Even something as simple as nodding along can make a conversation feel less hostile, and more neutral.

To be more mindful of your body language, try examining how you behave with people you get along with. What do you do with your arms? Where do you focus your eyes? Then use these non-verbal cues the next time you’re having a difficult conversation. Your positive body language may be the key to turning things around and helping you interact with a difficult person. 

Powerful phrases for dealing with difficult people

I think that…

This simple phrase is deceptively powerful. In order to address and resolve conflict, we want to check ourselves and make sure that we’re not using judgmental comments or assigning blame. In that regard, it’s helpful to use “I” statements when communicating. 

When we say things like “You’re being irrational” or “You’re always late'' it casts blame and puts the other person on the defensive. Whereas phrases like “I think that…” or “I understand that…” redirect the attention to your point of view and the matter at hand. 

So what you’re saying is…

If we want to have better conversations, we need to engage in active listening. Active listening involves repetition and being able to summarize what’s been said. 
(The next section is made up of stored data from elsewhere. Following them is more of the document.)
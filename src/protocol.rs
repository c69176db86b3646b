//! Parsers for the two text contracts spoken by the planning model
//! (level 1) and the per-file modification model (level 2).
//!
//! Level 1 responses carry a THREAD_COUNT marker and a
//! FILE_MODIFICATIONS_START/END block of per-file sub-blocks. Level 2
//! responses frame the full modified file content between
//! MODIFIED_FILE_START/END markers. Both formats come from a model, so
//! parsing is deliberately tolerant: malformed sub-blocks are skipped and
//! a missing level 2 frame falls back to treating the whole response as
//! content.

use regex::Regex;
use std::fmt;
use std::sync::OnceLock;

/// Concurrency used when the planner omits or garbles the THREAD_COUNT
/// marker.
pub const DEFAULT_THREAD_COUNT: usize = 4;

/// The kind of change a single instruction asks for.
#[derive(Debug, Clone, Copy, PartialEq, Eq)]
pub enum Operation {
    Create,
    Update,
    Delete,
}

impl Operation {
    fn parse(keyword: &str) -> Option<Self> {
        match keyword {
            "CREATE" => Some(Operation::Create),
            "UPDATE" => Some(Operation::Update),
            "DELETE" => Some(Operation::Delete),
            _ => None,
        }
    }
}

impl fmt::Display for Operation {
    fn fmt(&self, f: &mut fmt::Formatter) -> fmt::Result {
        match self {
            Operation::Create => write!(f, "CREATE"),
            Operation::Update => write!(f, "UPDATE"),
            Operation::Delete => write!(f, "DELETE"),
        }
    }
}

/// A single file-scoped change directive extracted from the planner
/// response. `original_content` is attached later by the reconciler; it
/// must be present for UPDATE and DELETE before dispatch and is never set
/// for CREATE.
#[derive(Debug, Clone, PartialEq, Eq)]
pub struct ModificationInstruction {
    pub file_path: String,
    pub operation: Operation,
    pub description: String,
    pub modification_details: String,
    pub original_content: Option<String>,
}

/// The parsed planner response: requested concurrency plus the
/// instructions in source order.
#[derive(Debug, Clone, PartialEq, Eq)]
pub struct Level1Output {
    pub thread_count: usize,
    pub modifications: Vec<ModificationInstruction>,
}

/// Errors from level 1 parsing. Everything else is recovered locally.
#[derive(Debug, Clone, Copy, PartialEq, Eq)]
pub enum ParseError {
    /// The response carries neither a modifications block nor a
    /// THREAD_COUNT marker, so nothing can be salvaged from it.
    MissingModificationsBlock,
}

impl fmt::Display for ParseError {
    fn fmt(&self, f: &mut fmt::Formatter) -> fmt::Result {
        match self {
            ParseError::MissingModificationsBlock => write!(
                f,
                "no FILE_MODIFICATIONS block or THREAD_COUNT marker found in planner output"
            ),
        }
    }
}

impl std::error::Error for ParseError {}

fn thread_count_re() -> &'static Regex {
    static RE: OnceLock<Regex> = OnceLock::new();
    RE.get_or_init(|| Regex::new(r"THREAD_COUNT:\s*(\d+)").expect("valid regex"))
}

fn modifications_block_re() -> &'static Regex {
    static RE: OnceLock<Regex> = OnceLock::new();
    RE.get_or_init(|| {
        Regex::new(r"(?s)FILE_MODIFICATIONS_START(.*?)FILE_MODIFICATIONS_END").expect("valid regex")
    })
}

fn file_block_re() -> &'static Regex {
    static RE: OnceLock<Regex> = OnceLock::new();
    RE.get_or_init(|| {
        Regex::new(
            r"(?s)FILE:\s*([^\r\n]+?)\s*OPERATION:\s*(CREATE|UPDATE|DELETE)\s*DESCRIPTION:\s*(.*?)\s*CONTEXT_MODIFICATIONS_START(.*?)CONTEXT_MODIFICATIONS_END\s*FILE_END",
        )
        .expect("valid regex")
    })
}

fn modified_file_re() -> &'static Regex {
    static RE: OnceLock<Regex> = OnceLock::new();
    RE.get_or_init(|| {
        Regex::new(r"(?s)MODIFIED_FILE_START(.*?)MODIFIED_FILE_END").expect("valid regex")
    })
}

/// Parses a level 1 planner response into typed instructions.
///
/// The thread count defaults to [`DEFAULT_THREAD_COUNT`] when the marker
/// is missing, non-numeric, or below one. A response without a
/// modifications block is still valid when the thread-count marker is
/// present (the planner legitimately reported "no changes"). Sub-blocks
/// that don't match the contract are skipped; instruction order matches
/// their order of appearance.
pub fn parse_level1_output(text: &str) -> Result<Level1Output, ParseError> {
    let thread_count_marker = thread_count_re().captures(text);
    let thread_count = thread_count_marker
        .as_ref()
        .and_then(|caps| caps.get(1))
        .and_then(|m| m.as_str().parse::<usize>().ok())
        .filter(|&n| n >= 1)
        .unwrap_or(DEFAULT_THREAD_COUNT);

    let Some(block) = modifications_block_re()
        .captures(text)
        .and_then(|caps| caps.get(1))
    else {
        if thread_count_marker.is_some() {
            return Ok(Level1Output {
                thread_count,
                modifications: Vec::new(),
            });
        }
        return Err(ParseError::MissingModificationsBlock);
    };
    let block = block.as_str();

    let mut modifications = Vec::new();
    for caps in file_block_re().captures_iter(block) {
        let Some(operation) = caps.get(2).and_then(|m| Operation::parse(m.as_str())) else {
            continue;
        };
        let field = |idx: usize| {
            caps.get(idx)
                .map(|m| m.as_str().trim().to_string())
                .unwrap_or_default()
        };
        modifications.push(ModificationInstruction {
            file_path: field(1),
            operation,
            description: field(3),
            modification_details: field(4),
            original_content: None,
        });
    }

    if modifications.is_empty() && !block.trim().is_empty() {
        eprintln!(
            "warning: a modifications block was present but no FILE sub-blocks could be parsed"
        );
    }

    Ok(Level1Output {
        thread_count,
        modifications,
    })
}

/// Extracts the file content from a level 2 response.
///
/// With MODIFIED_FILE_START/END markers present, the interior is returned
/// with exactly one leading and one trailing newline stripped (the markers
/// sit on their own lines); an interior that is only a newline pair yields
/// the empty string, which is meaningful "file becomes empty" content.
/// Without markers the whole trimmed response is returned, so a model that
/// forgets the framing but still produces the file is recovered.
pub fn parse_level2_output(text: &str) -> String {
    if let Some(caps) = modified_file_re().captures(text) {
        let interior = caps.get(1).map(|m| m.as_str()).unwrap_or("");
        return strip_marker_newlines(interior).to_string();
    }
    text.trim().to_string()
}

fn strip_marker_newlines(interior: &str) -> &str {
    let interior = interior
        .strip_prefix("\r\n")
        .or_else(|| interior.strip_prefix('\n'))
        .unwrap_or(interior);
    interior
        .strip_suffix("\r\n")
        .or_else(|| interior.strip_suffix('\n'))
        .unwrap_or(interior)
}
Using phrases like or “What I’m hearing is…” or “If I’m getting this right…” and then summarizing the main points, can help you gain clarity on the situation and make sure that you’re both on the same page.

Echoing the conversation not only helps the other person feel heard, but it also helps them hear what they’ve been saying. This will give them a chance to clarify or explain any misunderstanding. When practicing this technique, keep in mind that you want to repeat what’s been said while also withholding judgment. This way, the repetition won’t be misconstrued as sarcasm or condescension, and the other person will remain engaged. 

Can you help me understand?

We often use phrases and scripts to deal with difficult coworkers, but sometimes a simple question is just as effective.

In this Harvard Business Review article, author Amy Gallo writes:

“Instead of thinking about what you want to say, consider what you want to learn. This will help you get to the root cause of the conflict and set you up to resolve it.”

So the next time you’re in a heated exchange with a coworker, take a moment to pause and ask a question so that they have a chance to explain or clarify. Perhaps you’ll gain a better understanding of the situation and the opportunity to see eye to eye. 

I hear you.

This is probably one of the most powerful phrases that you can use when dealing with all kinds of people.

While it’s hard to believe in the heat of the moment, difficult people aren’t deliberately trying to be difficult. Or if they are, there might be some underlying reason that we’re not aware of.  Maybe they’re having a rough time at home or maybe they’re having trouble coping with the stresses and pressures of work. 

At the end of the day, everyone wants to be heard. You may not exactly understand your coworker or agree with how they approach things, but hearing them out can be the first step toward reaching a resolution. 

I’ve always appreciated how you…

When dealing with a difficult coworker, gratitude may be the last thing on our mind. But coming into the conversation with gratitude and compassion can help soothe tempers and deescalate conflict.

It’s less about praising difficult behavior, and more about acknowledging the positive traits that you’d like to keep seeing. For example, if a coworker has a tendency to lash out at others during important meetings, maybe you can say something along the lines of “I appreciate how invested you are in this project…” and then back it up with your concern. “And I’m concerned that the way you communicate is impacting morale.” 

This way, you’re not attacking the coworker for showing interest and dedication, but you are addressing the specific behavior that needs attention. 

Like any other skill, dealing with difficult people will take time and effort. It may not come easy at first, but you will improve your communication skills over time. If you’re still finding it hard to cope with a difficult person, it may be time to notify a manager or someone you trust to help you address the issue.